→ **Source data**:
▼

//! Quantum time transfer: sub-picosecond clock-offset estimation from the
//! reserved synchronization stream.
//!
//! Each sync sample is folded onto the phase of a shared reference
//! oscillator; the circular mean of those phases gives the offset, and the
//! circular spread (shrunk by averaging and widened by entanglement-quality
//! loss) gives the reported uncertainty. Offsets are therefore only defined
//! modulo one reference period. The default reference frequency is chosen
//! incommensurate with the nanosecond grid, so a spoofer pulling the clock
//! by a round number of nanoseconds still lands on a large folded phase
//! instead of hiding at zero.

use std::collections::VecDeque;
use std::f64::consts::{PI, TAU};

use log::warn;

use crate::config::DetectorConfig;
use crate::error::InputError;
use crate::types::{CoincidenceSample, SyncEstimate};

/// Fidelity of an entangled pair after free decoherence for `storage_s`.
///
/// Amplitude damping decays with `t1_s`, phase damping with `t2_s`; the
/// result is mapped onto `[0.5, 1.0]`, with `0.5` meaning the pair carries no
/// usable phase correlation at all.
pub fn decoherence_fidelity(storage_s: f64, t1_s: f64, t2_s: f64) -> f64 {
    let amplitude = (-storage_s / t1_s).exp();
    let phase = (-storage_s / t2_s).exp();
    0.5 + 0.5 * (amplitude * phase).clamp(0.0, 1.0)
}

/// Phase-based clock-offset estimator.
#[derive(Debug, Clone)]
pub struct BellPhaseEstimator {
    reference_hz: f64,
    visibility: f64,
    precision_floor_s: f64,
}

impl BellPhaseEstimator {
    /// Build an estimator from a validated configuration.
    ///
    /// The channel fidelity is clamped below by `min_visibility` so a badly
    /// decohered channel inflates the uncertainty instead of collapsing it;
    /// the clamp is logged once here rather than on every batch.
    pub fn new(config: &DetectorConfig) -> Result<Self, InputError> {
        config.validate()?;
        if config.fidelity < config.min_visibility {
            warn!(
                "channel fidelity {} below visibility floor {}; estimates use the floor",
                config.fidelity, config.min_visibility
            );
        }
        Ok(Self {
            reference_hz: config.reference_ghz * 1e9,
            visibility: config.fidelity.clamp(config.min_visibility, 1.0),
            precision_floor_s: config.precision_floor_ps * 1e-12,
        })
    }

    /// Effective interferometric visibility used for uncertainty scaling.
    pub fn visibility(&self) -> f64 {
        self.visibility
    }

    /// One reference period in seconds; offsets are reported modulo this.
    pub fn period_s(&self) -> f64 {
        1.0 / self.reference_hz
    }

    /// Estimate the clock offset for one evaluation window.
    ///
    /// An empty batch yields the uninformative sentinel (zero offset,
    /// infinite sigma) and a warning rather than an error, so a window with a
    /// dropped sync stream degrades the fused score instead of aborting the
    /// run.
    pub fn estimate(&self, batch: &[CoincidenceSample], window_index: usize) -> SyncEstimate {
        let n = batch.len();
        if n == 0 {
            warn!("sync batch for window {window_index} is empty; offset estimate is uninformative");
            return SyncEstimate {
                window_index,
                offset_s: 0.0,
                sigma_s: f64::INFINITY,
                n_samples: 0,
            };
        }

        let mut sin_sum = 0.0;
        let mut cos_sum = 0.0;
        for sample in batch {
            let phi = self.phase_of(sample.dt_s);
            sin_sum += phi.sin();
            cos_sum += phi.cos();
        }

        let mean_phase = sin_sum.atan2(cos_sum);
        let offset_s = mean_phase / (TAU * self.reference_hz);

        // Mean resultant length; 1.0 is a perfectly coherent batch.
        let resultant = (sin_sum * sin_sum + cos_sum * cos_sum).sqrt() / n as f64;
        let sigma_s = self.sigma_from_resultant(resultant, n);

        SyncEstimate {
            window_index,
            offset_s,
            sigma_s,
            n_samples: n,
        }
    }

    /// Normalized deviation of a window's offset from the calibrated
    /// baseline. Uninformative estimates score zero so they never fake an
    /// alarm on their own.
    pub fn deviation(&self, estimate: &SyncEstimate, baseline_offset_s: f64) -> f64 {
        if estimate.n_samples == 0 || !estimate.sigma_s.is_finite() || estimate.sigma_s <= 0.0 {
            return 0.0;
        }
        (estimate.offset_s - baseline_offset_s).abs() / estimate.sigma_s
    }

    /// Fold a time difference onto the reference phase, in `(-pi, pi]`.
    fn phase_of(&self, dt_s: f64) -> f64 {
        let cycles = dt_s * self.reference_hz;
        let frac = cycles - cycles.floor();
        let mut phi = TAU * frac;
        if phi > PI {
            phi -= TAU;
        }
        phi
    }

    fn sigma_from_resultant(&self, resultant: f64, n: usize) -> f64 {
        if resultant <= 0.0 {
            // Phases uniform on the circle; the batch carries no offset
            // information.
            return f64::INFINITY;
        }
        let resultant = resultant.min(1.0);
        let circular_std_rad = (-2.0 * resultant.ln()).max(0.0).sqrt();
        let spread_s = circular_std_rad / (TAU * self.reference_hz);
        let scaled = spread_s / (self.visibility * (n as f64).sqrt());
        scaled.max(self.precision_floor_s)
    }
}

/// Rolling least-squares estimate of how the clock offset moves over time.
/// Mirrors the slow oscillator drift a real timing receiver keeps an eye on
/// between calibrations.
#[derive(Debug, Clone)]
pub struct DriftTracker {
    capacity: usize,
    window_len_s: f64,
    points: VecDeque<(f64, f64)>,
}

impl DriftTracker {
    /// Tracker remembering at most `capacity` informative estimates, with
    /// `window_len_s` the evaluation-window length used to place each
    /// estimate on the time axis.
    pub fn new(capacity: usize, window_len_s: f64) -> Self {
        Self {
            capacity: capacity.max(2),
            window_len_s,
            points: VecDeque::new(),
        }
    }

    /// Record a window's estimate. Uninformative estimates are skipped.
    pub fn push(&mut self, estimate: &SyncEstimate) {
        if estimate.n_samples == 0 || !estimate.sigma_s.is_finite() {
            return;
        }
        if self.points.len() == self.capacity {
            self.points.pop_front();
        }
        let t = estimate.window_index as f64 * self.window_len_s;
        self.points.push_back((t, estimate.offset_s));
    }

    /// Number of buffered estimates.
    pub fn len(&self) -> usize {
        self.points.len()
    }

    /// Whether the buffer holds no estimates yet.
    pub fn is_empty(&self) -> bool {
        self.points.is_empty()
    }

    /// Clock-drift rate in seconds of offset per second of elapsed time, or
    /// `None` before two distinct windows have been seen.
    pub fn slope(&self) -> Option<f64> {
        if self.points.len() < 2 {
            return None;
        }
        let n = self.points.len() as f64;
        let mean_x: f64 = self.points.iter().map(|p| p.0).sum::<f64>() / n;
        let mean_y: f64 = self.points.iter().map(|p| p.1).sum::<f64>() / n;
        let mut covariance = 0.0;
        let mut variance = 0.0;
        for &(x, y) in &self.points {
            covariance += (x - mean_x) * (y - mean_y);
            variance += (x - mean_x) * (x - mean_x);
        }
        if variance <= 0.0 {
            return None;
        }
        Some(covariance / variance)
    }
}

▲

→ **Task to complete**:
Going back to the entries above, set down exactly the lines that begin at the one with "let mean_phase = sin_sum.atan2(cos_sum);" and end at the one with "baseline_offset_s: f64) ->", both included, and nothing else.

→ **Answer box**:
        let mean_phase = sin_sum.atan2(cos_sum);
        let offset_s = mean_phase / (TAU * self.reference_hz);

        // Mean resultant length; 1.0 is a perfectly coherent batch.
        let resultant = (sin_sum * sin_sum + cos_sum * cos_sum).sqrt() / n as f64;
        let sigma_s = self.sigma_from_resultant(resultant, n);

        SyncEstimate {
            window_index,
            offset_s,
            sigma_s,
            n_samples: n,
        }
    }

    /// Normalized deviation of a window's offset from the calibrated
    /// baseline. Uninformative estimates score zero so they never fake an
    /// alarm on their own.
    pub fn deviation(&self, estimate: &SyncEstimate, baseline_offset_s: f64) -> f64 {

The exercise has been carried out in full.